Update: here it is. I changed the interface, now you specify a file and the complete command you want to run on change.

#!/bin/bash

watched_file=$1
command="${@:2}"

# We start with a bogus hash
hash=null

if which inotifywait
then
    function wait_till_unchanging()
    {
        while \
            [ $(inotifywait -e modify -t 1 $watched_file \
            1> /dev/null 2> /dev/null; echo $?) != 2 ];
        do
            echo waiting...
            sleep 1
        done
    }
else
    function wait_till_unchanging()
    {
        # Wait until there isn't a change for delay seconds
        touch $marker
        cont=1
        while [ 1 == $cont ]
        do
            cont=0
            sleep 1
            # If the watched_file is newer than the marker...
            if [ $watched_file -nt $marker ]
            then
                # reset the marker
                touch $marker
                cont=1
            fi
        done
    }
fi

if which md5sum
then
    function if_changed_run ()
    {
        # Grab the files hash
        newhash=`md5sum $watched_file | cut -f 1 -d\ `
        
        # If it has changed (this is always run the first time as $hash is null)...
        if [ $newhash != $hash ]
        then
            # ...run the command...
            $command

            # ...and record the new hash
            hash=$newhash
        fi
    }
else
    function if_changed_run ()
    {
        # ...run the command...
        $command
    }
fi

if which inotifywait
then
    while inotifywait -e modify $watched_file;
    do
        wait_till_unchanging
        if_changed_run
    done
else
    # First we need a temporary file to test against
    marker=$(mktemp /tmp/on-change-XXXXXX)

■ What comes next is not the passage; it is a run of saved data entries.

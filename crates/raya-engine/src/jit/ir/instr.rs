//! JIT IR instructions, blocks, and functions
//!
//! Defines the SSA-form intermediate representation used by the JIT compiler.
//! Instructions operate on virtual registers (Reg) and are grouped into basic
//! blocks with explicit terminators.

use rustc_hash::FxHashMap;
use super::types::JitType;

/// Virtual register in the JIT IR (SSA form)
#[derive(Debug, Clone, Copy, PartialEq, Eq, Hash)]
pub struct Reg(pub u32);

impl std::fmt::Display for Reg {
    fn fmt(&self, f: &mut std::fmt::Formatter<'_>) -> std::fmt::Result {
        write!(f, "r{}", self.0)
    }
}

/// Basic block identifier
#[derive(Debug, Clone, Copy, PartialEq, Eq, Hash)]
pub struct JitBlockId(pub u32);

impl std::fmt::Display for JitBlockId {
    fn fmt(&self, f: &mut std::fmt::Formatter<'_>) -> std::fmt::Result {
        write!(f, "bb{}", self.0)
    }
}

/// Mapping from a JIT register to a local variable slot (for deoptimization)
#[derive(Debug, Clone, Copy)]
pub struct LocalSlot(pub u16);

/// Why we need to deoptimize back to the interpreter
#[derive(Debug, Clone)]
pub enum DeoptReason {
    /// Unsupported opcode encountered during lifting
    UnsupportedOpcode(u8),
    /// Type assumption violated
    TypeGuardFailed,
    /// Concurrency operation (must exit to scheduler)
    ConcurrencyOp,
}

/// State needed to resume interpretation after deoptimization
#[derive(Debug, Clone)]
pub struct DeoptState {
    /// Bytecode offset to resume at
    pub bytecode_offset: usize,
    /// Map JIT registers back to local variable slots
    pub register_map: Vec<(Reg, LocalSlot)>,
}

/// A JIT IR instruction
#[derive(Debug, Clone)]
pub enum JitInstr {
    // ===== Constants =====
    ConstI32 { dest: Reg, value: i32 },
    ConstF64 { dest: Reg, value: f64 },
    ConstBool { dest: Reg, value: bool },
    ConstNull { dest: Reg },
    ConstString { dest: Reg, pool_index: u32 },

    // ===== Integer Arithmetic (unboxed i32) =====
    IAdd { dest: Reg, left: Reg, right: Reg },
    ISub { dest: Reg, left: Reg, right: Reg },
    IMul { dest: Reg, left: Reg, right: Reg },
    IDiv { dest: Reg, left: Reg, right: Reg },
    IMod { dest: Reg, left: Reg, right: Reg },
    INeg { dest: Reg, operand: Reg },
    IPow { dest: Reg, left: Reg, right: Reg },

    // ===== Integer Bitwise (unboxed i32) =====
    IShl { dest: Reg, left: Reg, right: Reg },
    IShr { dest: Reg, left: Reg, right: Reg },
    IUshr { dest: Reg, left: Reg, right: Reg },
    IAnd { dest: Reg, left: Reg, right: Reg },
    IOr { dest: Reg, left: Reg, right: Reg },
    IXor { dest: Reg, left: Reg, right: Reg },
    INot { dest: Reg, operand: Reg },

    // ===== Float Arithmetic (unboxed f64) =====
    FAdd { dest: Reg, left: Reg, right: Reg },
    FSub { dest: Reg, left: Reg, right: Reg },
    FMul { dest: Reg, left: Reg, right: Reg },
    FDiv { dest: Reg, left: Reg, right: Reg },
    FNeg { dest: Reg, operand: Reg },
    FPow { dest: Reg, left: Reg, right: Reg },
    FMod { dest: Reg, left: Reg, right: Reg },

    // ===== Integer Comparison (unboxed) =====
    ICmpEq { dest: Reg, left: Reg, right: Reg },
    ICmpNe { dest: Reg, left: Reg, right: Reg },
    ICmpLt { dest: Reg, left: Reg, right: Reg },
    ICmpLe { dest: Reg, left: Reg, right: Reg },
    ICmpGt { dest: Reg, left: Reg, right: Reg },
    ICmpGe { dest: Reg, left: Reg, right: Reg },

    // ===== Float Comparison (unboxed) =====
    FCmpEq { dest: Reg, left: Reg, right: Reg },
    FCmpNe { dest: Reg, left: Reg, right: Reg },
    FCmpLt { dest: Reg, left: Reg, right: Reg },
    FCmpLe { dest: Reg, left: Reg, right: Reg },
    FCmpGt { dest: Reg, left: Reg, right: Reg },
    FCmpGe { dest: Reg, left: Reg, right: Reg },

    // ===== String Comparison (boxed, calls runtime) =====
    SCmpEq { dest: Reg, left: Reg, right: Reg },
    SCmpNe { dest: Reg, left: Reg, right: Reg },
    SCmpLt { dest: Reg, left: Reg, right: Reg },
    SCmpLe { dest: Reg, left: Reg, right: Reg },
    SCmpGt { dest: Reg, left: Reg, right: Reg },
    SCmpGe { dest: Reg, left: Reg, right: Reg },

    // ===== Generic Comparison (boxed Value) =====
    Eq { dest: Reg, left: Reg, right: Reg },
    Ne { dest: Reg, left: Reg, right: Reg },
    StrictEq { dest: Reg, left: Reg, right: Reg },
    StrictNe { dest: Reg, left: Reg, right: Reg },

    // ===== Logical =====
    Not { dest: Reg, operand: Reg },
    And { dest: Reg, left: Reg, right: Reg },
    Or { dest: Reg, left: Reg, right: Reg },

    // ===== NaN-box Conversion (explicit in IR → optimizable) =====
    BoxI32 { dest: Reg, src: Reg },
    BoxF64 { dest: Reg, src: Reg },
    BoxBool { dest: Reg, src: Reg },
    BoxPtr { dest: Reg, src: Reg },
    UnboxI32 { dest: Reg, src: Reg },
    UnboxF64 { dest: Reg, src: Reg },
    UnboxBool { dest: Reg, src: Reg },
    UnboxPtr { dest: Reg, src: Reg },

    // ===== Local Variable Access =====
    LoadLocal { dest: Reg, index: u16 },
    StoreLocal { index: u16, value: Reg },

    // ===== Global Variable Access =====
    LoadGlobal { dest: Reg, index: u32 },
    StoreGlobal { index: u32, value: Reg },

    // ===== Static Field Access =====
    LoadStatic { dest: Reg, index: u32 },
    StoreStatic { index: u32, value: Reg },

    // ===== Object Operations =====
    NewObject { dest: Reg, class_id: u32 },
    LoadField { dest: Reg, object: Reg, offset: u16 },
    StoreField { object: Reg, offset: u16, value: Reg },
    LoadFieldFast { dest: Reg, object: Reg, offset: u16 },
    StoreFieldFast { object: Reg, offset: u16, value: Reg },
    InstanceOf { dest: Reg, object: Reg, class_id: u32 },
    Cast { dest: Reg, object: Reg, class_id: u32 },
    Typeof { dest: Reg, operand: Reg },

    // ===== Array Operations =====
    NewArray { dest: Reg, type_index: u32 },
    LoadElem { dest: Reg, array: Reg, index: Reg },
    StoreElem { array: Reg, index: Reg, value: Reg },
    ArrayLen { dest: Reg, array: Reg },
    ArrayPush { array: Reg, value: Reg },
    ArrayPop { dest: Reg, array: Reg },
    ArrayLiteral { dest: Reg, type_index: u32, elements: Vec<Reg> },
    InitArray { dest: Reg, count: u16, elements: Vec<Reg> },

    // ===== String Operations =====
    SConcat { dest: Reg, left: Reg, right: Reg },
    SLen { dest: Reg, string: Reg },
    ToString { dest: Reg, value: Reg },

    // ===== Function Calls =====
    Call { dest: Option<Reg>, func_index: u32, args: Vec<Reg> },
    CallMethod { dest: Option<Reg>, method_index: u32, receiver: Reg, args: Vec<Reg> },
    CallConstructor { dest: Reg, class_id: u32, args: Vec<Reg> },
    CallSuper { dest: Option<Reg>, method_index: u32, args: Vec<Reg> },
    CallStatic { dest: Option<Reg>, func_index: u32, args: Vec<Reg> },
    CallNative { dest: Option<Reg>, native_id: u16, args: Vec<Reg> },
    CallClosure { dest: Option<Reg>, closure: Reg, args: Vec<Reg> },

    // ===== Closures =====
    MakeClosure { dest: Reg, func_index: u32, captures: Vec<Reg> },
    LoadCaptured { dest: Reg, index: u16 },
    StoreCaptured { index: u16, value: Reg },
    SetClosureCapture { closure: Reg, index: u16, value: Reg },
    CloseVar { index: u16 },

    // ===== RefCell (closure-captured mutable variables) =====
    NewRefCell { dest: Reg, value: Reg },
    LoadRefCell { dest: Reg, cell: Reg },
    StoreRefCell { cell: Reg, value: Reg },

    // ===== Concurrency (always exit to runtime) =====
    Spawn { dest: Reg, func_index: u16, args: Vec<Reg> },
    SpawnClosure { dest: Reg, closure: Reg, args: Vec<Reg> },
    Await { dest: Reg, task: Reg },
    Yield,
    Sleep { duration: Reg },
    NewMutex { dest: Reg },
    MutexLock { mutex: Reg },
    MutexUnlock { mutex: Reg },
    NewChannel { dest: Reg },
    NewSemaphore { dest: Reg },
    SemAcquire { sem: Reg },
    SemRelease { sem: Reg },
    WaitAll { dest: Reg, tasks: Reg },
    TaskCancel { task: Reg },
    TaskThen { task: Reg, callback_index: u32 },

    // ===== Object/Tuple Literal =====
    ObjectLiteral { dest: Reg, type_index: u32, fields: Vec<Reg> },
    TupleLiteral { dest: Reg, type_index: u32, elements: Vec<Reg> },
    TupleGet { dest: Reg, tuple: Reg },
    InitObject { dest: Reg, count: u16, fields: Vec<Reg> },
    InitTuple { dest: Reg, count: u16, elements: Vec<Reg> },

    // ===== Module =====
    LoadModule { dest: Reg, module_index: u32 },
    LoadConst { dest: Reg, const_index: u32 },

    // ===== JSON Operations =====
    JsonGet { dest: Reg, object: Reg, key_index: u32 },
    JsonSet { object: Reg, key_index: u32, value: Reg },
    JsonDelete { object: Reg, key_index: u32 },
    JsonIndex { dest: Reg, object: Reg, index: Reg },
    JsonIndexSet { object: Reg, index: Reg, value: Reg },
    JsonPush { array: Reg, value: Reg },
    JsonPop { dest: Reg, array: Reg },
    JsonNewObject { dest: Reg },
    JsonNewArray { dest: Reg },
    JsonKeys { dest: Reg, object: Reg },
    JsonLength { dest: Reg, object: Reg },

    // ===== Runtime Integration =====
    GcSafepoint,
    CheckPreemption,

    // ===== SSA =====
    Phi { dest: Reg, sources: Vec<(JitBlockId, Reg)> },
    Move { dest: Reg, src: Reg },

    // ===== Exception Handling =====
    SetupTry { catch_block: JitBlockId, finally_block: Option<JitBlockId> },
    EndTry,
    Throw { value: Reg },
    Rethrow,

    // ===== Optional Field =====
    OptionalField { dest: Reg, object: Reg, offset: u16 },

    // ===== ConstStr (string from constant pool by u16 index) =====
    ConstStr { dest: Reg, str_index: u16 },
}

    # We have to trap the EXIT signal as we want to clean up our tmp file
    trap "rm -f $marker" EXIT

    while true
    do
        # If the watched_file is newer than the marker...
        if [ $watched_file -nt $marker ]
        then
            wait_till_unchanging
            if_changed_run
        fi
        sleep 1
    done
fi

Using It To Automate Latex Builds

I said I wanted this to make compiling Latex documents easier. In order to do that you just use something like:

on-file-change presentation.dvi dvipdf

Update: with the new interface, it looks like this:

on-file-change presentation.dvi dvipdf presentation.dvi

Of course the best method would be to figure out how to make Emacs run this post processing for me. However, I have so far failed to figure that out and this little tool is applicable to more than just this scenario anyway.

Update: I did find out how to do this the right way in Emacs. Turns out there are a lot of different ways and not all of them work. For instance, the first answer on that page doesn't work for me. I use AuCTeX, which means that you can temporarily change the Latex compilation mode to use pdflatex by using "C-c C-t C-p" in the buffer or permanently set it by adding (setq TeX-PDF-mode t) in your .emacs file.